# Problem to work on
Start with the first line of the records below. Output each line exactly, ending with the one that contains "use crate::device::records::check_privilege;".

# Supplied entries

// In-memory terminal for handler and gateway tests

use crate::core::routes::build_router;
use crate::core::state::AppState;
use crate::device::constants::{command_name, CMD_ACK_ERROR, CMD_DEL_USER_TEMP};
use crate::device::error::{DeviceError, Result};
use crate::device::gateway::{DeviceConnector, DeviceSession};
use crate::device::records::check_privilege;
use crate::models::attendance::AttendanceLog;
use crate::models::fingerprint::FingerprintTemplate;
use crate::models::user::{User, UserUpdate};
use async_trait::async_trait;
use axum::Router;
use chrono::NaiveDateTime;
use std::sync::{Arc, Mutex, MutexGuard};

#[derive(Default)]
pub struct MockState {
    pub users: Vec<User>,
    pub logs: Vec<AttendanceLog>,
    pub templates: Vec<FingerprintTemplate>,
    pub refuse_connections: bool,
    pub fail_disconnect: bool,
    /// Finger indexes whose deletion the device rejects
    pub failing_fingers: Vec<u8>,
    pub connects: usize,
    pub disconnects: usize,
}

#[derive(Clone, Default)]
pub struct MockDevice {
    state: Arc<Mutex<MockState>>,
}

impl MockDevice {
    pub fn new() -> Self {
        Self::default()
    }

    pub fn state(&self) -> MutexGuard<'_, MockState> {
        self.state.lock().unwrap()
    }

    pub fn with_user(self, uid: u16, user_id: &str, name: &str) -> Self {
        self.state().users.push(User {
            uid,
            user_id: user_id.to_string(),
            name: name.to_string(),
            privilege: 0,
            password: String::new(),
            group_id: String::new(),
            card: 0,
            enabled: true,
        });
        self
    }

    pub fn with_log(self, user_id: &str, timestamp: &str) -> Self {
        let timestamp = NaiveDateTime::parse_from_str(timestamp, "%Y-%m-%d %H:%M:%S").unwrap();
        self.state().logs.push(AttendanceLog {
            uid: 0,
            user_id: user_id.to_string(),
            timestamp,
            status: 0,
            punch: 0,
        });
        self
    }

    pub fn with_template(self, user_id: &str, finger_index: u8) -> Self {
        self.state().templates.push(FingerprintTemplate {
            uid: 0,
            user_id: user_id.to_string(),
            finger_index,
            valid: true,
            size: 512,
        });
        self
    }

    /// Router wired to this device
    pub fn app(&self) -> Router {
        build_router(Arc::new(AppState::with_connector(Arc::new(self.clone()))))
    }
}

#[async_trait]
impl DeviceConnector for MockDevice {
    async fn connect(&self) -> Result<Box<dyn DeviceSession>> {
        let mut state = self.state();
        if state.refuse_connections {
            return Err(DeviceError::Io(std::io::Error::new(
                std::io::ErrorKind::ConnectionRefused,
                "Connection refused",
            )));
        }
        state.connects += 1;

        Ok(Box::new(MockSession {
            state: Arc::clone(&self.state),
        }))
    }

    fn describe(&self) -> String {
        "mock".to_string()
    }
}

struct MockSession {
    state: Arc<Mutex<MockState>>,
}

impl MockSession {
    fn state(&self) -> MutexGuard<'_, MockState> {
        self.state.lock().unwrap()
    }
}

#[async_trait]
impl DeviceSession for MockSession {
    async fn get_users(&mut self) -> Result<Vec<User>> {
        let users = self.state().users.clone();
        Ok(users)
    }

    async fn get_attendance(&mut self) -> Result<Vec<AttendanceLog>> {
        let logs = self.state().logs.clone();
        Ok(logs)
    }

    async fn get_templates(&mut self) -> Result<Vec<FingerprintTemplate>> {
        let templates = self.state().templates.clone();
        Ok(templates)
    }

    async fn get_user_by_id(&mut self, user_id: &str) -> Result<User> {
        let user = self.state().users.iter().find(|u| u.user_id == user_id).cloned();
        user.ok_or_else(|| DeviceError::UserNotFound(user_id.to_string()))
    }

    async fn set_user(&mut self, user: &UserUpdate) -> Result<()> {
        check_privilege(user.privilege)?;
        let mut state = self.state();
        let next_uid = state.users.iter().map(|u| u.uid).max().unwrap_or(0) + 1;

        match state.users.iter().position(|u| u.user_id == user.user_id) {
            Some(index) => {
                let existing = &mut state.users[index];
                existing.name = user.name.clone();
                existing.privilege = user.privilege;
                existing.password = user.password.clone();
                existing.enabled = user.enabled;
            }
            None => state.users.push(User {
                uid: next_uid,
                user_id: user.user_id.clone(),
                name: user.name.clone(),
                privilege: user.privilege,
                password: user.password.clone(),
                group_id: String::new(),
                card: 0,
                enabled: user.enabled,
            }),
        }
        Ok(())
    }

    async fn delete_user(&mut self, user_id: &str) -> Result<()> {
        let mut state = self.state();
        let before = state.users.len();
        state.users.retain(|u| u.user_id != user_id);
        if state.users.len() == before {
            return Err(DeviceError::UserNotFound(user_id.to_string()));
        }
        Ok(())
    }

    async fn delete_user_template(&mut self, user_id: &str, finger_index: u8) -> Result<()> {
        let mut state = self.state();
        if state.failing_fingers.contains(&finger_index) {
            return Err(DeviceError::Rejected {
                command: command_name(CMD_DEL_USER_TEMP),
                code: CMD_ACK_ERROR,
            });
        }
        state
            .templates
            .retain(|t| !(t.user_id == user_id && t.finger_index == finger_index));
        Ok(())
    }

    async fn disconnect(self: Box<Self>) -> Result<()> {
        let mut state = self.state();
        state.disconnects += 1;
        if state.fail_disconnect {
            return Err(DeviceError::Timeout(5000));
        }
        Ok(())
    }
}
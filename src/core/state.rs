// Application state (AppState)

use crate::core::config::Config;
use crate::device::gateway::{DeviceConnector, DeviceGateway, ZkConnector};
use std::sync::Arc;

/// Shared application state
///
/// Holds no device connection: every request opens and closes its own
/// session through the gateway.
#[derive(Clone)]
pub struct AppState {
    pub gateway: DeviceGateway,
}

impl AppState {
    pub fn new(config: &Config) -> Self {
        Self::with_connector(Arc::new(ZkConnector::new(config.device.clone())))
    }

    pub fn with_connector(connector: Arc<dyn DeviceConnector>) -> Self {
        Self {
            gateway: DeviceGateway::new(connector),
        }
    }
}
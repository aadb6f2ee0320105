use chrono::{Local, NaiveDate, NaiveDateTime};

/// Format used for every timestamp in API responses
pub const TIMESTAMP_FORMAT: &str = "%Y-%m-%d %H:%M:%S";

/// Current wall-clock time in the server's local zone, matching the
/// zone-less timestamps the terminal records
pub fn local_now() -> NaiveDateTime {
    Local::now().naive_local()
}

pub fn format_timestamp(timestamp: &NaiveDateTime) -> String {
    timestamp.format(TIMESTAMP_FORMAT).to_string()
}

/// Decode the terminal's packed timestamp.
///
/// Returns `None` for values that do not name a real calendar date.
pub fn decode_device_time(raw: u32) -> Option<NaiveDateTime> {
    let mut t = raw;

    let second = t % 60;
    t /= 60;
    let minute = t % 60;
    t /= 60;
    let hour = t % 24;
    t /= 24;
    let day = t % 31 + 1;
    t /= 31;
    let month = t % 12 + 1;
    t /= 12;
    let year = t as i32 + 2000;

    NaiveDate::from_ymd_opt(year, month, day)?.and_hms_opt(hour, minute, second)
}

/// Inverse of `decode_device_time`, for building terminal records in tests
#[cfg(test)]
pub(crate) fn encode_device_time(timestamp: &NaiveDateTime) -> u32 {
    use chrono::{Datelike, Timelike};

    let days = (timestamp.year() as u32 % 100) * 12 * 31
        + (timestamp.month() - 1) * 31
        + timestamp.day()
        - 1;

    days * 24 * 60 * 60
        + (timestamp.hour() * 60 + timestamp.minute()) * 60
        + timestamp.second()
}

#[cfg(test)]
mod tests {
    use super::*;

    fn at(y: i32, m: u32, d: u32, hh: u32, mm: u32, ss: u32) -> NaiveDateTime {
        NaiveDate::from_ymd_opt(y, m, d)
            .unwrap()
            .and_hms_opt(hh, mm, ss)
            .unwrap()
    }

    #[test]
    fn test_decode_zero_is_epoch_2000() {
        assert_eq!(decode_device_time(0), Some(at(2000, 1, 1, 0, 0, 0)));
    }

    #[test]
    fn test_decode_known_value() {
        // 2024-01-02 08:30:15
        let raw: u32 = (24 * 12 * 31 + 1) * 86400 + (8 * 60 + 30) * 60 + 15;
        assert_eq!(decode_device_time(raw), Some(at(2024, 1, 2, 8, 30, 15)));
    }

    #[test]
    fn test_encode_matches_decode() {
        let ts = at(2023, 11, 30, 23, 59, 59);
        assert_eq!(decode_device_time(encode_device_time(&ts)), Some(ts));
    }

    #[test]
    fn test_decode_impossible_date() {
        // February 31st
        let raw: u32 = (24 * 12 * 31 + 31 + 30) * 86400;
        assert_eq!(decode_device_time(raw), None);
    }

    #[test]
    fn test_format_timestamp() {
        assert_eq!(
            format_timestamp(&at(2024, 3, 5, 7, 8, 9)),
            "2024-03-05 07:08:09"
        );
    }

    #[test]
    fn test_local_now_is_recent() {
        // Should be a reasonable timestamp (after 2020-01-01)
        assert!(local_now() > at(2020, 1, 1, 0, 0, 0));
    }
}
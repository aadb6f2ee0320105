use thiserror::Error;

/// Errors raised while talking to the attendance terminal
#[derive(Error, Debug)]
pub enum DeviceError {
    #[error("Failed to connect to device: {0}")]
    Connect(String),

    #[error("Device did not respond within {0}ms")]
    Timeout(u64),

    #[error("Device I/O error: {0}")]
    Io(#[from] std::io::Error),

    #[error("Device closed the connection")]
    ConnectionClosed,

    #[error("Malformed device packet: {0}")]
    Malformed(String),

    #[error("Device rejected {command} (response code {code})")]
    Rejected { command: &'static str, code: u16 },

    #[error("Device requires a valid comm key")]
    Unauthorized,

    #[error("User {0} not found on device")]
    UserNotFound(String),

    #[error("Can't pack user: {0}")]
    InvalidUser(String),
}

pub type Result<T> = std::result::Result<T, DeviceError>;
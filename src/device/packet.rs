// Packet framing for the ZK TCP protocol
//
// Frame layout (all little-endian):
//   u16 0x5050 | u16 0x7282 | u32 payload length | payload
// Payload layout:
//   u16 command | u16 checksum | u16 session id | u16 reply id | data

use crate::device::constants::{MACHINE_PREPARE_DATA_1, MACHINE_PREPARE_DATA_2, USHRT_MAX};
use crate::device::error::{DeviceError, Result};
use bytes::{Buf, BufMut, Bytes, BytesMut};
use tokio_util::codec::{Decoder, Encoder};

pub const TCP_TOP_LEN: usize = 8;
pub const HEADER_LEN: usize = 8;

/// Upper bound on a single frame payload
pub const MAX_PAYLOAD_LEN: usize = 1 << 20;

/// A decoded frame from the terminal
#[derive(Debug, Clone, PartialEq, Eq)]
pub struct Packet {
    pub command: u16,
    pub checksum: u16,
    pub session_id: u16,
    pub reply_id: u16,
    pub data: Bytes,
}

/// A command on its way to the terminal.
///
/// `reply_id` is the id of the last reply seen. The checksum covers the
/// header with that id; the header that goes on the wire carries the
/// next one.
#[derive(Debug, Clone, Copy)]
pub struct Request<'a> {
    pub command: u16,
    pub session_id: u16,
    pub reply_id: u16,
    pub data: &'a [u8],
}

/// Tokio codec turning the TCP byte stream into `Packet`s and `Request`s
/// into frames
#[derive(Debug, Default)]
pub struct ZkCodec;

impl Decoder for ZkCodec {
    type Item = Packet;
    type Error = DeviceError;

    fn decode(&mut self, src: &mut BytesMut) -> Result<Option<Packet>> {
        if src.len() < TCP_TOP_LEN {
            return Ok(None);
        }

        let mut top = &src[..TCP_TOP_LEN];
        let magic_1 = top.get_u16_le();
        let magic_2 = top.get_u16_le();
        if magic_1 != MACHINE_PREPARE_DATA_1 || magic_2 != MACHINE_PREPARE_DATA_2 {
            return Err(DeviceError::Malformed(format!(
                "bad frame prefix {}",
                hex::encode(&src[..4])
            )));
        }

        let length = top.get_u32_le() as usize;
        if !(HEADER_LEN..=MAX_PAYLOAD_LEN).contains(&length) {
            return Err(DeviceError::Malformed(format!(
                "frame length {} out of range",
                length
            )));
        }

        let frame_len = TCP_TOP_LEN + length;
        if src.len() < frame_len {
            src.reserve(frame_len - src.len());
            return Ok(None);
        }

        src.advance(TCP_TOP_LEN);
        let mut payload = src.split_to(length);

        Ok(Some(Packet {
            command: payload.get_u16_le(),
            checksum: payload.get_u16_le(),
            session_id: payload.get_u16_le(),
            reply_id: payload.get_u16_le(),
            data: payload.freeze(),
        }))
    }
}

impl<'a> Encoder<Request<'a>> for ZkCodec {
    type Error = DeviceError;

    fn encode(&mut self, request: Request<'a>, dst: &mut BytesMut) -> Result<()> {
        let mut payload = BytesMut::with_capacity(HEADER_LEN + request.data.len());
        payload.put_u16_le(request.command);
        payload.put_u16_le(0);
        payload.put_u16_le(request.session_id);
        payload.put_u16_le(request.reply_id);
        payload.put_slice(request.data);

        let sum = checksum(&payload);
        payload[2..4].copy_from_slice(&sum.to_le_bytes());
        payload[6..8].copy_from_slice(&next_reply_id(request.reply_id).to_le_bytes());

        put_frame(dst, &payload)
    }
}

fn put_frame(dst: &mut BytesMut, payload: &[u8]) -> Result<()> {
    if payload.len() > MAX_PAYLOAD_LEN {
        return Err(DeviceError::Malformed(format!(
            "payload of {} bytes is too large to send",
            payload.len()
        )));
    }

    dst.reserve(TCP_TOP_LEN + payload.len());
    dst.put_u16_le(MACHINE_PREPARE_DATA_1);
    dst.put_u16_le(MACHINE_PREPARE_DATA_2);
    dst.put_u32_le(payload.len() as u32);
    dst.put_slice(payload);
    Ok(())
}

pub fn next_reply_id(reply_id: u16) -> u16 {
    let next = reply_id as u32 + 1;
    if next >= USHRT_MAX as u32 {
        (next - USHRT_MAX as u32) as u16
    } else {
        next as u16
    }
}

/// 16-bit checksum used by the terminal firmware
pub fn checksum(mut buf: &[u8]) -> u16 {
    let max = USHRT_MAX as i64;
    let mut sum: i64 = 0;

    while buf.remaining() >= 2 {
        sum += buf.get_u16_le() as i64;
        if sum > max {
            sum -= max;
        }
    }
    if buf.has_remaining() {
        sum += buf.get_u8() as i64;
    }

    while sum > max {
        sum -= max;
    }

    sum = !sum;
    while sum < 0 {
        sum += max;
    }

    sum as u16
}

/// Derive the comm key sent with `CMD_AUTH`
pub fn make_commkey(password: u32, session_id: u16, ticks: u8) -> [u8; 4] {
    // Bit-reversed password, offset by the session id
    let k = password.reverse_bits().wrapping_add(session_id as u32);
    let b = k.to_le_bytes();
    let b = [b[0] ^ b'Z', b[1] ^ b'K', b[2] ^ b'S', b[3] ^ b'O'];

    // Swap the two 16-bit halves
    let b = [b[2], b[3], b[0], b[1]];

    [b[0] ^ ticks, b[1] ^ ticks, ticks, b[3] ^ ticks]
}

#[cfg(test)]
impl Packet {
    pub fn new(command: u16, session_id: u16, reply_id: u16, data: &[u8]) -> Self {
        Self {
            command,
            checksum: 0,
            session_id,
            reply_id,
            data: Bytes::copy_from_slice(data),
        }
    }

    /// Frame a reply the way the terminal sends it, reply id unchanged
    pub fn encode(&self) -> BytesMut {
        let mut payload = BytesMut::with_capacity(HEADER_LEN + self.data.len());
        payload.put_u16_le(self.command);
        payload.put_u16_le(0);
        payload.put_u16_le(self.session_id);
        payload.put_u16_le(self.reply_id);
        payload.put_slice(&self.data);

        let sum = checksum(&payload);
        payload[2..4].copy_from_slice(&sum.to_le_bytes());

        let mut frame = BytesMut::new();
        put_frame(&mut frame, &payload).unwrap();
        frame
    }
}
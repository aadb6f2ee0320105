pub mod params;
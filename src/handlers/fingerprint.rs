use crate::core::error::ApiError;
use crate::core::state::AppState;
use crate::device::error::Result as DeviceResult;
use crate::models::api::{FingerprintsResponse, MessageResponse};
use axum::{
    extract::{Path, State},
    http::StatusCode,
    response::{IntoResponse, Json, Response},
};
use std::sync::Arc;
use tracing::{info, warn};

/// Delete every enrolled finger of a user. Fingers the device refuses to
/// delete are skipped and left out of the count.
///
/// DELETE /user/delete_fingerprint/{user_id}
pub async fn delete_fingerprints_handler(
    State(state): State<Arc<AppState>>,
    Path(user_id): Path<String>,
) -> Result<Response, ApiError> {
    let gateway = &state.gateway;
    let mut session = gateway.open().await.map_err(ApiError::DeleteFingerprints)?;

    let result: DeviceResult<usize> = async {
        let templates = session.get_templates().await?;

        let mut deleted = 0;
        for template in templates.iter().filter(|t| t.user_id == user_id) {
            match session
                .delete_user_template(&user_id, template.finger_index)
                .await
            {
                Ok(()) => deleted += 1,
                Err(e) => warn!(
                    user_id = %user_id,
                    finger_index = template.finger_index,
                    error = %e,
                    "Failed to delete fingerprint template"
                ),
            }
        }
        Ok(deleted)
    }
    .await;

    let deleted = gateway
        .close(session, result)
        .await
        .map_err(ApiError::DeleteFingerprints)?;

    info!(user_id = %user_id, deleted, "Fingerprints deleted");

    Ok((
        StatusCode::OK,
        Json(MessageResponse::new(format!(
            "Deleted {} fingerprints for user {}",
            deleted, user_id
        ))),
    )
        .into_response())
}

/// Which fingers a user has enrolled
///
/// GET /user/fingerprints/{user_id}
pub async fn list_fingerprints_handler(
    State(state): State<Arc<AppState>>,
    Path(user_id): Path<String>,
) -> Result<Response, ApiError> {
    let gateway = &state.gateway;
    let mut session = gateway.open().await.map_err(ApiError::Fingerprints)?;
    let result = session.get_templates().await;
    let templates = gateway
        .close(session, result)
        .await
        .map_err(ApiError::Fingerprints)?;

    let finger_indexes: Vec<u8> = templates
        .iter()
        .filter(|t| t.user_id == user_id)
        .map(|t| t.finger_index)
        .collect();

    if finger_indexes.is_empty() {
        info!(user_id = %user_id, "No fingerprints enrolled");
        return Ok((
            StatusCode::OK,
            Json(MessageResponse::new(format!(
                "No fingerprint templates found for user {}",
                user_id
            ))),
        )
            .into_response());
    }

    info!(user_id = %user_id, count = finger_indexes.len(), "Fingerprints listed");

    Ok((
        StatusCode::OK,
        Json(FingerprintsResponse {
            user_id,
            total_fingerprints: finger_indexes.len(),
            finger_indexes,
        }),
    )
        .into_response())
}

#[cfg(test)]
mod tests {
    use super::*;
    use crate::device::mock::MockDevice;
    use crate::models::api::ErrorResponse;
    use axum::body::{Body, Bytes};
    use axum::http::{Method, Request};
    use http_body_util::BodyExt;
    use tower::ServiceExt;

    async fn send(device: &MockDevice, method: Method, uri: &str) -> (StatusCode, Bytes) {
        let request = Request::builder()
            .method(method)
            .uri(uri)
            .body(Body::empty())
            .unwrap();

        let response = device.app().oneshot(request).await.unwrap();
        let (parts, body) = response.into_parts();
        let bytes = Body::new(body).collect().await.unwrap().to_bytes();
        (parts.status, bytes)
    }

    fn message(bytes: &Bytes) -> String {
        let response: MessageResponse = serde_json::from_slice(bytes).unwrap();
        response.message
    }

    fn enrolled_device() -> MockDevice {
        MockDevice::new()
            .with_user(1, "7", "Ana")
            .with_template("7", 0)
            .with_template("8", 1)
            .with_template("7", 6)
    }

    #[tokio::test]
    async fn test_list_fingerprints() {
        let (status, bytes) = send(&enrolled_device(), Method::GET, "/user/fingerprints/7").await;
        assert_eq!(status, StatusCode::OK);

        let response: FingerprintsResponse = serde_json::from_slice(&bytes).unwrap();
        assert_eq!(response.user_id, "7");
        assert_eq!(response.total_fingerprints, 2);
        assert_eq!(response.finger_indexes, vec![0, 6]);
    }

    #[tokio::test]
    async fn test_list_fingerprints_none() {
        let (status, bytes) = send(&enrolled_device(), Method::GET, "/user/fingerprints/9").await;

        assert_eq!(status, StatusCode::OK);
        assert_eq!(message(&bytes), "No fingerprint templates found for user 9");
    }

    #[tokio::test]
    async fn test_list_fingerprints_error_is_bare() {
        let device = enrolled_device();
        device.state().refuse_connections = true;

        let (status, bytes) = send(&device, Method::GET, "/user/fingerprints/7").await;
        assert_eq!(status, StatusCode::INTERNAL_SERVER_ERROR);

        let error: ErrorResponse = serde_json::from_slice(&bytes).unwrap();
        assert!(error.detail.starts_with("Failed to connect to device: "));
    }

    #[tokio::test]
    async fn test_delete_fingerprints() {
        let device = enrolled_device();
        let (status, bytes) = send(&device, Method::DELETE, "/user/delete_fingerprint/7").await;

        assert_eq!(status, StatusCode::OK);
        assert_eq!(message(&bytes), "Deleted 2 fingerprints for user 7");

        let state = device.state();
        assert_eq!(state.templates.len(), 1);
        assert_eq!(state.templates[0].user_id, "8");
        assert_eq!(state.disconnects, 1);
    }

    #[tokio::test]
    async fn test_delete_fingerprints_skips_failures() {
        let device = enrolled_device();
        device.state().failing_fingers = vec![6];

        let (status, bytes) = send(&device, Method::DELETE, "/user/delete_fingerprint/7").await;

        assert_eq!(status, StatusCode::OK);
        assert_eq!(message(&bytes), "Deleted 1 fingerprints for user 7");
        assert_eq!(device.state().templates.len(), 2);
    }

    #[tokio::test]
    async fn test_delete_fingerprints_none_enrolled() {
        let (status, bytes) = send(&enrolled_device(), Method::DELETE, "/user/delete_fingerprint/9").await;

        assert_eq!(status, StatusCode::OK);
        assert_eq!(message(&bytes), "Deleted 0 fingerprints for user 9");
    }

    #[tokio::test]
    async fn test_delete_fingerprints_device_down() {
        let device = enrolled_device();
        device.state().refuse_connections = true;

        let (status, bytes) = send(&device, Method::DELETE, "/user/delete_fingerprint/7").await;
        assert_eq!(status, StatusCode::INTERNAL_SERVER_ERROR);

        let error: ErrorResponse = serde_json::from_slice(&bytes).unwrap();
        assert!(error.detail.starts_with("Error deleting fingerprints: "));
    }
}
pub mod client;
pub mod constants;
pub mod error;
pub mod gateway;
#[cfg(test)]
pub mod mock;
pub mod packet;
pub mod records;
use chrono::NaiveDateTime;

#[derive(Clone, Debug, PartialEq, Eq)]
pub struct AttendanceLog {
    pub uid: u16,
    pub user_id: String,
    /// Terminal local time, no zone attached
    pub timestamp: NaiveDateTime,
    pub status: u8,
    pub punch: u8,
}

# Answer section
// In-memory terminal for handler and gateway tests

use crate::core::routes::build_router;
use crate::core::state::AppState;
use crate::device::constants::{command_name, CMD_ACK_ERROR, CMD_DEL_USER_TEMP};
use crate::device::error::{DeviceError, Result};
use crate::device::gateway::{DeviceConnector, DeviceSession};
use crate::device::records::check_privilege;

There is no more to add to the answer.